Abstract

A discordant left ventricular (LV) lead position can be responsible for cardiac resynchronization therapy (CRT) non-response. In this study, tailored optimization of the individual LV wall motion was evaluated for the outcome in these patients. Two hundred and forty-six CRT outpatients were screened for non-response due to a discordant LV lead. In 17 patients, three-dimensional data of fluoroscopic rotation scan and echocardiography were integrated to analyse the individual LV wall motion with respect to the LV lead position. Optimization was guided by the systolic dyssynchrony index (SDI) and LV ejection fraction (LVEF) during different interventricular (VV)-delay programming. If re-programming failed, implantation of a second LV lead was performed.

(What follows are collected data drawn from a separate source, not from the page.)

use serde::{Deserialize, Serialize};
use serde_json::Value;

use crate::Message;

/// A request to be sent to the model provider.
///
/// The request always carries the complete conversation. Backends with
/// native multi-turn state are free to ignore the parts they already know,
/// others must resend everything.
#[derive(Clone, Debug, PartialEq)]
pub struct ModelRequest {
    /// Identifier of the model to sample from.
    pub model: String,
    /// The input messages.
    pub messages: Vec<Message>,
    /// Sampling parameters and instructions.
    pub config: GenerationConfig,
    /// Tools that are available to the model.
    pub tools: Vec<ToolDeclaration>,
}

/// Generation parameters shared by all backends.
#[derive(Clone, Debug, Default, PartialEq, Serialize, Deserialize)]
pub struct GenerationConfig {
    /// Sampling temperature.
    pub temperature: Option<f32>,
    /// Upper bound of generated tokens.
    pub max_output_tokens: Option<u32>,
    /// The system instructions.
    pub system_instruction: Option<String>,
}

/// Describes a tool that can be used by the model.
#[derive(Clone, Debug, PartialEq, Eq, Serialize, Deserialize)]
pub struct ToolDeclaration {
    /// Name of the tool.
    pub name: String,
    /// Description of the tool.
    pub description: String,
    /// Parameters definition of the tool.
    ///
    /// For most model providers, the parameters should typically be
    /// defined by a [JSON schema](https://json-schema.org/).
    pub parameters: Value,
}
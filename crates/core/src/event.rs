use colloquy_model::ToolCallRequest;

use crate::{Error, tool};

/// Something that happened while a message was processed.
#[derive(Clone, Debug, PartialEq)]
pub enum AgentEvent {
    /// A piece of model text, in the order it was streamed.
    Content(String),
    /// The model requested a tool call.
    ToolCallRequest(ToolCallRequest),
    /// A requested tool call has finished.
    ToolCallResponse(ToolCallResponse),
    /// The transcript was replaced by a summary.
    ChatCompressed(CompressionRecord),
    /// The caller cancelled the message. Nothing follows this event.
    UserCancelled,
    /// The message failed. Nothing follows this event.
    Error(String),
    /// The session has no model turns left. Nothing follows this event.
    MaxSessionTurnsReached,
}

/// The outcome of a tool call, as presented to the caller.
#[derive(Clone, Debug, PartialEq, Eq)]
pub struct ToolCallResponse {
    /// The id of the answered [`ToolCallRequest`].
    pub id: String,
    /// The name of the called tool.
    pub name: String,
    /// Human-readable result, or the error reason.
    pub result_display: String,
    /// Set if the call failed.
    pub error: Option<String>,
}

impl ToolCallResponse {
    pub(crate) fn failed(call: &ToolCallRequest, err: &tool::Error) -> Self {
        Self {
            id: call.id.clone(),
            name: call.name.clone(),
            result_display: err.reason().into_owned(),
            error: Some(err.to_string()),
        }
    }
}

/// Token counts around a compression.
#[derive(Clone, Copy, Debug, PartialEq, Eq, Hash)]
pub struct CompressionRecord {
    /// Estimate of the transcript before compression.
    pub original_token_count: u64,
    /// Estimate of the compressed transcript.
    pub new_token_count: u64,
}

/// How processing a message ended.
#[derive(Debug)]
pub enum TurnOutcome {
    /// The model finished without requesting more tools.
    Completed,
    /// The caller cancelled.
    Cancelled,
    /// A model call failed.
    Failed(Error),
    /// The model kept requesting tools until the per-message limit.
    IterationLimitReached,
    /// The session has no model turns left.
    SessionLimitReached,
}

impl TurnOutcome {
    /// Returns `true` if the message was fully processed.
    #[inline]
    pub fn is_completed(&self) -> bool {
        matches!(self, TurnOutcome::Completed)
    }
}
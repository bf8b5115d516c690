use std::path::PathBuf;

use colloquy_model::Message;

use crate::prompts::ENVIRONMENT_ACK;

/// Situational context given to the model before the first user message.
#[derive(Clone, Debug, PartialEq, Eq)]
pub struct EnvironmentContext {
    /// The directory the user works in.
    pub working_dir: PathBuf,
    /// Today's date, in any human-readable form.
    pub date: String,
    /// The operating system.
    pub platform: String,
    /// Optional extra context, e.g. the contents of relevant files.
    pub full_context: Option<String>,
}

impl EnvironmentContext {
    /// Renders the context as a user message and a model acknowledgement.
    pub fn to_messages(&self) -> [Message; 2] {
        [
            Message::user_text(self.describe()),
            Message::model_text(ENVIRONMENT_ACK),
        ]
    }

    /// Describes the context from the user's point of view.
    pub fn describe(&self) -> String {
        let mut text = format!(
            "This is the context of our session.\n\
             Today's date is {}.\n\
             My operating system is: {}\n\
             I'm currently working in the directory: {}",
            self.date,
            self.platform,
            self.working_dir.display(),
        );
        if let Some(full_context) = self.full_context.as_deref().filter(|c| !c.is_empty()) {
            text.push_str("\n\nHere is the full context of the working directory:\n\n");
            text.push_str(full_context);
        }
        text
    }
}
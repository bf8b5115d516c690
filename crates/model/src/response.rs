use std::pin::Pin;
use std::task::{self, Poll};

use serde::{Deserialize, Serialize};

use crate::ToolCallRequest;
use crate::provider::ModelProviderError;

/// A streamed response from the model provider.
///
/// A response is one-shot: once it has completed (or failed) it will not
/// produce any more chunks. Dropping a response stops consuming it, but
/// does not guarantee the backend stops generating.
pub trait ModelResponse: Sized + Send + 'static {
    /// The error type that may be returned by the provider.
    type Error: ModelProviderError;

    /// Attempts to pull out the next chunk from the response.
    ///
    /// # Return value
    ///
    /// There are several possible return values, each indicating a
    /// distinct response state:
    ///
    /// - `Poll::Pending` means that this response is still waiting for
    ///   the next chunk. Implementations will ensure that the current
    ///   task will be notified when the next chunk may be ready.
    /// - `Poll::Ready(Ok(Some(chunk)))` means the response has a chunk
    ///   to deliver, and may produce further chunks on subsequent
    ///   `poll_next_chunk` calls.
    /// - `Poll::Ready(Ok(None))` means the response has completed.
    /// - `Poll::Ready(Err(error))` means an error occurred while
    ///   processing the response.
    ///
    /// Calling this method after completion should always return `None`.
    fn poll_next_chunk(
        self: Pin<&mut Self>,
        cx: &mut task::Context<'_>,
    ) -> Poll<Result<Option<ResponseChunk>, Self::Error>>;
}

/// The reason why a model response has finished.
#[derive(Clone, Copy, Debug, PartialEq, Eq, Hash, Serialize, Deserialize)]
#[serde(rename_all = "SCREAMING_SNAKE_CASE")]
pub enum FinishReason {
    /// The model has finished generating text.
    Stop,
    /// The model needs to call tools.
    ToolCalls,
    /// Length limits, safety filters, and anything else.
    Other,
}

/// Token usage reported by the backend.
#[derive(Clone, Copy, Debug, Default, PartialEq, Eq, Hash, Serialize, Deserialize)]
pub struct Usage {
    /// Tokens consumed by the prompt.
    pub input_tokens: u64,
    /// Tokens produced by the model.
    pub output_tokens: u64,
}

impl Usage {
    /// Adds `other` into `self`.
    #[inline]
    pub fn accumulate(&mut self, other: &Usage) {
        self.input_tokens += other.input_tokens;
        self.output_tokens += other.output_tokens;
    }
}

/// A normalized piece of a streamed response.
///
/// Tool calls are delivered in three steps: a `ToolCallStart`, any number of
/// `ToolCallArgsDelta` carrying fragments of the JSON-encoded arguments, and
/// a `ToolCallComplete`. Chunks of one tool call share the same `index`.
#[derive(Clone, Debug, PartialEq, Eq, Serialize, Deserialize)]
pub enum ResponseChunk {
    /// Received a text delta.
    TextDelta(String),
    /// The model started a tool call.
    ToolCallStart {
        /// Position of the call within the response.
        index: usize,
        /// Backend-provided id, if any.
        id: Option<String>,
        /// Name of the tool.
        name: String,
    },
    /// A fragment of the JSON-encoded arguments.
    ToolCallArgsDelta {
        /// Position of the call within the response.
        index: usize,
        /// The argument text to append.
        delta: String,
    },
    /// All arguments of the tool call have been delivered.
    ToolCallComplete {
        /// Position of the call within the response.
        index: usize,
    },
    /// The response has been completed.
    Done {
        /// Why the model stopped.
        finish_reason: FinishReason,
        /// Usage of this response, if reported.
        usage: Option<Usage>,
    },
}

/// A completely received, non-streaming response.
#[derive(Clone, Debug, PartialEq, Eq)]
pub struct GenerateResponse {
    /// Concatenated text of the response.
    pub text: String,
    /// Tool calls requested by the model.
    pub tool_calls: Vec<ToolCallRequest>,
    /// Usage of this response, if reported.
    pub usage: Option<Usage>,
    /// Why the model stopped.
    pub finish_reason: FinishReason,
}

A discordant or partly concordant LV lead position was found in nearly all patients (16/17, 94%), which contributed to an unchanged baseline amount of LV dyssynchrony with either CRT on or off (SDI 11.3 vs. 11.0%; P = 0.744). In the majority of patients, VV-delay re-programming achieved better resynchronization, 4/17 patients needed implantation of a second LV lead. After 3 months, significant improvement of NYHA functional class (1 class; P = 0.004), peak oxygen consumption (10 vs. 13 mL/min/kg; P = 0.008), LVEF (27 vs. 39%; P = 0.003), and SDI (11.0 vs. 5.8; P = 0.02) was observed. Clinical and echocardiographic responses were found in 77 and 59%, respectively, with even good results on long-term follow-up. Tailored optimization of the individual LV wall motion can lead to significant clinical and echocardiographic improvements in previous CRT non-responders with a discordant LV lead position.